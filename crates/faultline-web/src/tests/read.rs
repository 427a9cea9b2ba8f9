use std::collections::BTreeMap;
use std::sync::Arc;

use axum::http::StatusCode;
use chrono::{DateTime, Utc};
use serde_json::{Value, json};

use faultline_core::backend::ReportStore;
use faultline_core::models::{AggregationUpdate, ErrorAggregation, StatsDimension, StoredError};
use faultline_core::{FaultlineError, SqliteStateStore};

use super::harness::{TestHarness, bearer_token, decode_json, read_request, report_request};

/// Store that accepts writes but cannot answer aggregate queries.
struct StatsOutage {
    inner: SqliteStateStore,
}

impl ReportStore for StatsOutage {
    fn insert_report(&self, record: &StoredError) -> faultline_core::Result<()> {
        self.inner.insert_error_report(record)
    }

    fn upsert_aggregation(&self, update: &AggregationUpdate) -> faultline_core::Result<()> {
        self.inner.upsert_error_aggregation(update)
    }

    fn find_report(&self, id: &str) -> faultline_core::Result<Option<StoredError>> {
        self.inner.get_error_report(id)
    }

    fn find_aggregation(
        &self,
        fingerprint: &str,
    ) -> faultline_core::Result<Option<ErrorAggregation>> {
        self.inner.get_error_aggregation(fingerprint)
    }

    fn count_since(&self, _cutoff: DateTime<Utc>) -> faultline_core::Result<u64> {
        Err(FaultlineError::Persistence(
            "disk I/O error at /var/lib/faultline".to_string(),
        ))
    }

    fn count_by(
        &self,
        dimension: StatsDimension,
        cutoff: DateTime<Utc>,
    ) -> faultline_core::Result<BTreeMap<String, u64>> {
        self.inner.count_reports_by(dimension, cutoff)
    }

    fn top_errors(
        &self,
        cutoff: DateTime<Utc>,
        limit: usize,
    ) -> faultline_core::Result<Vec<ErrorAggregation>> {
        self.inner.top_error_groups(cutoff, limit)
    }

    fn ping(&self) -> faultline_core::Result<()> {
        Ok(())
    }
}

#[tokio::test]
async fn reads_require_credentials() {
    let harness = TestHarness::setup();

    let missing = harness
        .send(read_request("198.51.100.7", "/error-reports", None))
        .await;
    assert_eq!(missing.status(), StatusCode::UNAUTHORIZED);
    let body: Value = decode_json(missing).await;
    assert_eq!(body["error"]["code"], "UNAUTHORIZED");

    let invalid = harness
        .send(read_request("198.51.100.7", "/error-reports", Some("not-a-jwt")))
        .await;
    assert_eq!(invalid.status(), StatusCode::UNAUTHORIZED);

    let token = bearer_token(&["write:reports"]);
    let forbidden = harness
        .send(read_request("198.51.100.7", "/error-reports", Some(&token)))
        .await;
    assert_eq!(forbidden.status(), StatusCode::FORBIDDEN);
    let body: Value = decode_json(forbidden).await;
    assert_eq!(body["error"]["code"], "FORBIDDEN");
}

#[tokio::test]
async fn stats_are_returned_and_access_is_audited() {
    let harness = TestHarness::setup();
    for _ in 0..3 {
        let response = harness
            .send(report_request(
                "203.0.113.9",
                json!({ "message": "Timeout after 3000ms", "module": "search" }),
            ))
            .await;
        assert_eq!(response.status(), StatusCode::CREATED);
    }

    let token = bearer_token(&["read:error-stats"]);
    let response = harness
        .send(read_request(
            "198.51.100.7",
            "/error-reports?timeRange=7d",
            Some(&token),
        ))
        .await;
    assert_eq!(response.status(), StatusCode::OK);
    let body: Value = decode_json(response).await;
    assert_eq!(body["success"], true);
    assert_eq!(body["data"]["totalErrors"], 3);
    assert_eq!(body["data"]["recentErrorRate"], 3);
    assert_eq!(body["data"]["errorsByModule"]["search"], 3);
    assert_eq!(body["data"]["topErrors"][0]["count"], 3);

    let audit = harness.store.list_audit_records(1).expect("audit");
    assert_eq!(audit[0].event_type, "error_stats_accessed");
    assert_eq!(audit[0].actor_id.as_deref(), Some("dashboard"));
    assert_eq!(audit[0].actor_ip.as_deref(), Some("198.51.100.7"));
}

#[tokio::test]
async fn single_report_lookup_and_not_found() {
    let harness = TestHarness::setup();
    let created = harness
        .send(report_request(
            "203.0.113.9",
            json!({ "message": "boom", "module": "core" }),
        ))
        .await;
    let created: Value = decode_json(created).await;
    let error_id = created["data"]["errorId"].as_str().expect("id").to_string();
    let token = bearer_token(&["admin"]);

    let found = harness
        .send(read_request(
            "198.51.100.7",
            &format!("/error-reports?errorId={error_id}"),
            Some(&token),
        ))
        .await;
    assert_eq!(found.status(), StatusCode::OK);
    let body: Value = decode_json(found).await;
    assert_eq!(body["data"]["id"], error_id.as_str());
    assert_eq!(body["data"]["environment"], "production");

    let missing = harness
        .send(read_request(
            "198.51.100.7",
            "/error-reports?errorId=00000000-0000-4000-8000-000000000000",
            Some(&token),
        ))
        .await;
    assert_eq!(missing.status(), StatusCode::NOT_FOUND);
    let body: Value = decode_json(missing).await;
    assert_eq!(body["success"], false);
    assert_eq!(body["error"]["code"], "NOT_FOUND");
}

#[tokio::test]
async fn api_key_grants_read_access() {
    let harness = TestHarness::setup();
    let issued = harness
        .store
        .create_api_key("ops", &["read:error-stats".to_string()], None, Utc::now())
        .expect("api key");

    let mut request = read_request("198.51.100.7", "/error-reports", None);
    request.headers_mut().insert(
        "x-api-key",
        axum::http::HeaderValue::from_str(&issued.api_key).expect("header"),
    );
    let response = harness.send(request).await;
    assert_eq!(response.status(), StatusCode::OK);
    let body: Value = decode_json(response).await;
    assert_eq!(body["data"]["totalErrors"], 0);
    assert_eq!(body["data"]["topErrors"], json!([]));
}

#[tokio::test]
async fn storage_failure_on_stats_is_a_generic_500() {
    let harness = TestHarness::setup_with_report_store(|store| {
        Arc::new(StatsOutage {
            inner: store.clone(),
        })
    });
    let token = bearer_token(&["read:error-stats"]);

    let response = harness
        .send(read_request("198.51.100.7", "/error-reports", Some(&token)))
        .await;

    assert_eq!(response.status(), StatusCode::INTERNAL_SERVER_ERROR);
    let body: Value = decode_json(response).await;
    assert_eq!(body["success"], false);
    assert_eq!(body["error"]["code"], "PERSISTENCE_ERROR");
    assert_eq!(body["error"]["message"], "storage operation failed");
    assert!(!body.to_string().contains("/var/lib/faultline"));
    assert!(harness.store.list_audit_records(10).expect("audit").is_empty());
}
○ ○ ○ ○ ○
• _Task description_: Give back the data above exactly as it appears.

• _Exercise solution_:
filename crates/faultline-web/src/tests/read.rs
repository 427a9cea9b2ba8f9
use std::collections::BTreeMap;
use std::sync::Arc;

use axum::http::StatusCode;
use chrono::{DateTime, Utc};
use serde_json::{Value, json};

use faultline_core::backend::ReportStore;
use faultline_core::models::{AggregationUpdate, ErrorAggregation, StatsDimension, StoredError};
use faultline_core::{FaultlineError, SqliteStateStore};

use super::harness::{TestHarness, bearer_token, decode_json, read_request, report_request};

/// Store that accepts writes but cannot answer aggregate queries.
struct StatsOutage {
    inner: SqliteStateStore,
}

impl ReportStore for StatsOutage {
    fn insert_report(&self, record: &StoredError) -> faultline_core::Result<()> {
        self.inner.insert_error_report(record)
    }

    fn upsert_aggregation(&self, update: &AggregationUpdate) -> faultline_core::Result<()> {
        self.inner.upsert_error_aggregation(update)
    }

    fn find_report(&self, id: &str) -> faultline_core::Result<Option<StoredError>> {
        self.inner.get_error_report(id)
    }

    fn find_aggregation(
        &self,
        fingerprint: &str,
    ) -> faultline_core::Result<Option<ErrorAggregation>> {
        self.inner.get_error_aggregation(fingerprint)
    }

    fn count_since(&self, _cutoff: DateTime<Utc>) -> faultline_core::Result<u64> {
        Err(FaultlineError::Persistence(
            "disk I/O error at /var/lib/faultline".to_string(),
        ))
    }

    fn count_by(
        &self,
        dimension: StatsDimension,
        cutoff: DateTime<Utc>,
    ) -> faultline_core::Result<BTreeMap<String, u64>> {
        self.inner.count_reports_by(dimension, cutoff)
    }

    fn top_errors(
        &self,
        cutoff: DateTime<Utc>,
        limit: usize,
    ) -> faultline_core::Result<Vec<ErrorAggregation>> {
        self.inner.top_error_groups(cutoff, limit)
    }

    fn ping(&self) -> faultline_core::Result<()> {
        Ok(())
    }
}

#[tokio::test]
async fn reads_require_credentials() {
    let harness = TestHarness::setup();

    let missing = harness
        .send(read_request("198.51.100.7", "/error-reports", None))
        .await;
    assert_eq!(missing.status(), StatusCode::UNAUTHORIZED);
    let body: Value = decode_json(missing).await;
    assert_eq!(body["error"]["code"], "UNAUTHORIZED");

    let invalid = harness
        .send(read_request("198.51.100.7", "/error-reports", Some("not-a-jwt")))
        .await;
    assert_eq!(invalid.status(), StatusCode::UNAUTHORIZED);

    let token = bearer_token(&["write:reports"]);
    let forbidden = harness
        .send(read_request("198.51.100.7", "/error-reports", Some(&token)))
        .await;
    assert_eq!(forbidden.status(), StatusCode::FORBIDDEN);
    let body: Value = decode_json(forbidden).await;
    assert_eq!(body["error"]["code"], "FORBIDDEN");
}

#[tokio::test]
async fn stats_are_returned_and_access_is_audited() {
    let harness = TestHarness::setup();
    for _ in 0..3 {
        let response = harness
            .send(report_request(
                "203.0.113.9",
                json!({ "message": "Timeout after 3000ms", "module": "search" }),
            ))
            .await;
        assert_eq!(response.status(), StatusCode::CREATED);
    }

    let token = bearer_token(&["read:error-stats"]);
    let response = harness
        .send(read_request(
            "198.51.100.7",
            "/error-reports?timeRange=7d",
            Some(&token),
        ))
        .await;
    assert_eq!(response.status(), StatusCode::OK);
    let body: Value = decode_json(response).await;
    assert_eq!(body["success"], true);
    assert_eq!(body["data"]["totalErrors"], 3);
    assert_eq!(body["data"]["recentErrorRate"], 3);
    assert_eq!(body["data"]["errorsByModule"]["search"], 3);
    assert_eq!(body["data"]["topErrors"][0]["count"], 3);

    let audit = harness.store.list_audit_records(1).expect("audit");
    assert_eq!(audit[0].event_type, "error_stats_accessed");
    assert_eq!(audit[0].actor_id.as_deref(), Some("dashboard"));
    assert_eq!(audit[0].actor_ip.as_deref(), Some("198.51.100.7"));
}

#[tokio::test]
async fn single_report_lookup_and_not_found() {
    let harness = TestHarness::setup();
    let created = harness
        .send(report_request(
            "203.0.113.9",
            json!({ "message": "boom", "module": "core" }),
        ))
        .await;
    let created: Value = decode_json(created).await;
    let error_id = created["data"]["errorId"].as_str().expect("id").to_string();
    let token = bearer_token(&["admin"]);

    let found = harness
        .send(read_request(
            "198.51.100.7",
            &format!("/error-reports?errorId={error_id}"),
            Some(&token),
        ))
        .await;
    assert_eq!(found.status(), StatusCode::OK);
    let body: Value = decode_json(found).await;
    assert_eq!(body["data"]["id"], error_id.as_str());
    assert_eq!(body["data"]["environment"], "production");

    let missing = harness
        .send(read_request(
            "198.51.100.7",
            "/error-reports?errorId=00000000-0000-4000-8000-000000000000",
            Some(&token),
        ))
        .await;
    assert_eq!(missing.status(), StatusCode::NOT_FOUND);
    let body: Value = decode_json(missing).await;
    assert_eq!(body["success"], false);
    assert_eq!(body["error"]["code"], "NOT_FOUND");
}

#[tokio::test]
async fn api_key_grants_read_access() {
    let harness = TestHarness::setup();
    let issued = harness
        .store
        .create_api_key("ops", &["read:error-stats".to_string()], None, Utc::now())
        .expect("api key");

    let mut request = read_request("198.51.100.7", "/error-reports", None);
    request.headers_mut().insert(
        "x-api-key",
        axum::http::HeaderValue::from_str(&issued.api_key).expect("header"),
    );
    let response = harness.send(request).await;
    assert_eq!(response.status(), StatusCode::OK);
    let body: Value = decode_json(response).await;
    assert_eq!(body["data"]["totalErrors"], 0);
    assert_eq!(body["data"]["topErrors"], json!([]));
}

#[tokio::test]
async fn storage_failure_on_stats_is_a_generic_500() {
    let harness = TestHarness::setup_with_report_store(|store| {
        Arc::new(StatsOutage {
            inner: store.clone(),
        })
    });
    let token = bearer_token(&["read:error-stats"]);

    let response = harness
        .send(read_request("198.51.100.7", "/error-reports", Some(&token)))
        .await;

    assert_eq!(response.status(), StatusCode::INTERNAL_SERVER_ERROR);
    let body: Value = decode_json(response).await;
    assert_eq!(body["success"], false);
    assert_eq!(body["error"]["code"], "PERSISTENCE_ERROR");
    assert_eq!(body["error"]["message"], "storage operation failed");
    assert!(!body.to_string().contains("/var/lib/faultline"));
    assert!(harness.store.list_audit_records(10).expect("audit").is_empty());
}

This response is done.